Thus, just the pixels that were associated with the clusters were taken into account (Figure 5c). The total number of segmented pixels of the grapes was thereafter calculated for each ROI image and multiplied by the Kn value of the considered image, to calculate the total bunch surface (Bs) of the ROI. All the image processing steps were performed using both ad-hoc routines written in MATLAB ver. 9.11 environment and functions available in the MATLAB Image Processing Toolbox ver. 11.4 (The Mathworks Inc, Natick, MA, USA).
4. Statistical Analysis
The correlation between the yield per vine weighted by conventional ground sampling and the bunch surface generated from image analysis (refer to Section 3.4) was used to estimate the yield. The training and validation phases were conducted on separate datasets, one dedicated to training and the other to validation. For the training phase, a linear regression model was computed using a set of 24 bunches extracted from images acquired outside the experimental parcels, while validation was performed on images collected from the experimental parcels in four vineyards over three monitoring campaigns conducted across the two years of research activity. Initially, a linear regression model was constructed using the images comprising the calibration set, taking into account the bunch surface area (cm2) derived from image pixel counts and the bunch weight (g) as assessed on representative vines encompassing both high and low vigour parcels. Following this, bunch weight estimation of the test set image was performed using the regression model, beginning with the bunch surface generated from remote sensing data.

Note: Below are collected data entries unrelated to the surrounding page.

//! Business logic services (use cases).
//!
//! Services orchestrate repository calls and business rules. They depend on
//! traits (ports) -- never on concrete infrastructure implementations.

pub mod audit;
pub mod definition;
pub mod directory;
pub mod hash;
pub mod instance;
pub mod tasks;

Subsequently, the estimated yield per vine from images acquired in the experimental parcels during two surveys in 2021 (referred to as 'T1_2021' and 'T2_2021') and one survey in 2022 (referred to as 'T_2022'), were validated against the yields of each individual vine per parcel, measured through traditional destructive method at harvest time of each production season. In terms of the coefficient of determination and root mean square error (RMSE), the performance of the calibration models is evaluated (R2).
Results
Calculation of the NDVI values allowed the identification of two representative zones accounting for vigour heterogeneity for each one of the four vineyards: one representative of the high vigour (HV) zone and the other of the low vigour (LV) zone. Remote sensing data related to vigour variability within the vineyard were confirmed by ground measurements for yield data acquired through the sampling of 9 vines in each zone identified by UAV survey (Table 2). The relationship between the bunch surface derived from image analysis and the bunch weight observed by traditional ground sampling shows a good correlation with an R2 equal to 0.85 (Figure 5a), then the equation (y = 2.9279x – 50.578, where the x and y parameters are related to bunch surface weight) was used for the prediction of the yield from remote sensing data.

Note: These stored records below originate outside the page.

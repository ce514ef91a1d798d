//! Application error type mapping to HTTP status codes and envelope format.

use axum::Json;
use axum::http::StatusCode;
use axum::response::{IntoResponse, Response};

use signoff_types::error::{EngineError, ErrorKind};

use crate::http::response::ApiResponse;

/// Application-level error that maps to HTTP responses.
#[derive(Debug)]
pub enum AppError {
    /// Errors raised by the engine and its services.
    Engine(EngineError),
    /// Malformed path or query input rejected before reaching a service.
    Validation(String),
    Internal(String),
}

impl From<EngineError> for AppError {
    fn from(e: EngineError) -> Self {
        AppError::Engine(e)
    }
}

impl AppError {
    pub fn status_and_code(&self) -> (StatusCode, &'static str) {
        match self {
            AppError::Engine(EngineError::InactiveDefinition(_)) => {
                (StatusCode::CONFLICT, "INACTIVE_DEFINITION")
            }
            AppError::Engine(e) => match e.kind() {
                ErrorKind::Validation => (StatusCode::BAD_REQUEST, "VALIDATION_ERROR"),
                ErrorKind::NotFound => (StatusCode::NOT_FOUND, "NOT_FOUND"),
                ErrorKind::Forbidden => (StatusCode::FORBIDDEN, "FORBIDDEN"),
                ErrorKind::Conflict => (StatusCode::CONFLICT, "CONFLICT"),
                ErrorKind::Unauthorized => (StatusCode::UNAUTHORIZED, "UNAUTHORIZED"),
                ErrorKind::Internal => (StatusCode::INTERNAL_SERVER_ERROR, "INTERNAL_ERROR"),
            },
            AppError::Validation(_) => (StatusCode::BAD_REQUEST, "VALIDATION_ERROR"),
            AppError::Internal(_) => (StatusCode::INTERNAL_SERVER_ERROR, "INTERNAL_ERROR"),
        }
    }
}

impl std::fmt::Display for AppError {
    fn fmt(&self, f: &mut std::fmt::Formatter<'_>) -> std::fmt::Result {
        match self {
            AppError::Engine(e) => write!(f, "{e}"),
            AppError::Validation(msg) | AppError::Internal(msg) => f.write_str(msg),
        }
    }
}

impl IntoResponse for AppError {
    fn into_response(self) -> Response {
        let (status, code) = self.status_and_code();

        // Storage details stay in the log.
        let message = if status == StatusCode::INTERNAL_SERVER_ERROR {
            tracing::error!(error = %self, "request failed");
            "internal server error".to_string()
        } else {
            self.to_string()
        };

        (status, Json(ApiResponse::error(code, &message))).into_response()
    }
}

Vineyard | Vigour | Yield kg/vine (mean± dev.st) | NDVI S2 (mean± dev.st) |
V_a | HV | 1.97±0.75 | 0.29±0.03 |
LV | 1.33±0.88 | 0.23±0.01 | |
V_b | HV | 2.36±0.83 | 0.32±0.01 |
LV | 0.52±0.25 | 0.20±0.02 | |
V_c | HV | 2.04±0.81 | 0.39±0.01 |
LV | 0.49±0.33 | 0.26±0.01 | |
V_d | HV | 2.80±1.58 | 0.39±0.01 |
LV | 1.52±0.61 | 0.26±0.04 |
The results of the comparison between yield measurements in the field and yield estimation from the UAV image analysis approach for the test set images are reported in Figure 6a. For both the test set images acquired at T1 (Figure 6b) and the test set images acquired at T2 (Figure 6c) in the 2021 season, satisfactory results were obtained, with R2 values equal to 0.85 and RMSE values equal to 1.29 kg/3 vines for T1_2021 and 1.24 kg/3 vines for T2_2021. The results obtained at T1_2021 and T2_2021 are comparable, therefore it is possible to have a good yield estimation also several weeks before harvesting. The yield is estimated as the sum of production of the three vines included in each ROI, therefore considering an average per single vine (calculated by averaging the two RMSE values and dividing by 3) the RMSE value is equal to 0.42 kg/vine. Furthermore, it has to be underlined that the yield estimates were calculated considering the two repeated images acquired for each parcel as separate objects, to evaluate the reproducibility of estimated values. In this manner, it was possible to evaluate the repeatability of the procedure through the estimate of the within-sample variability. Furthermore, the approach developed with the samples acquired in the 2021 season was tested on the images acquired in the 2022 season. The correlation between measured and estimated yield shows satisfactory results, with the R2 value equal to 0.89 and the RMSE value equal to 1.21 kg/3 vines (Figure 5d). This result is comparable to the result obtained in the previous season and confirms that the model can also be applied to different seasons.
Discussion
The present work is an upgrade of a previous research published by Di Gennaro et al. (2019), that is focused on the analysis of aerial digital images to predict the yield in a single vineyard and required a preliminary supervised step to cut ROI zones.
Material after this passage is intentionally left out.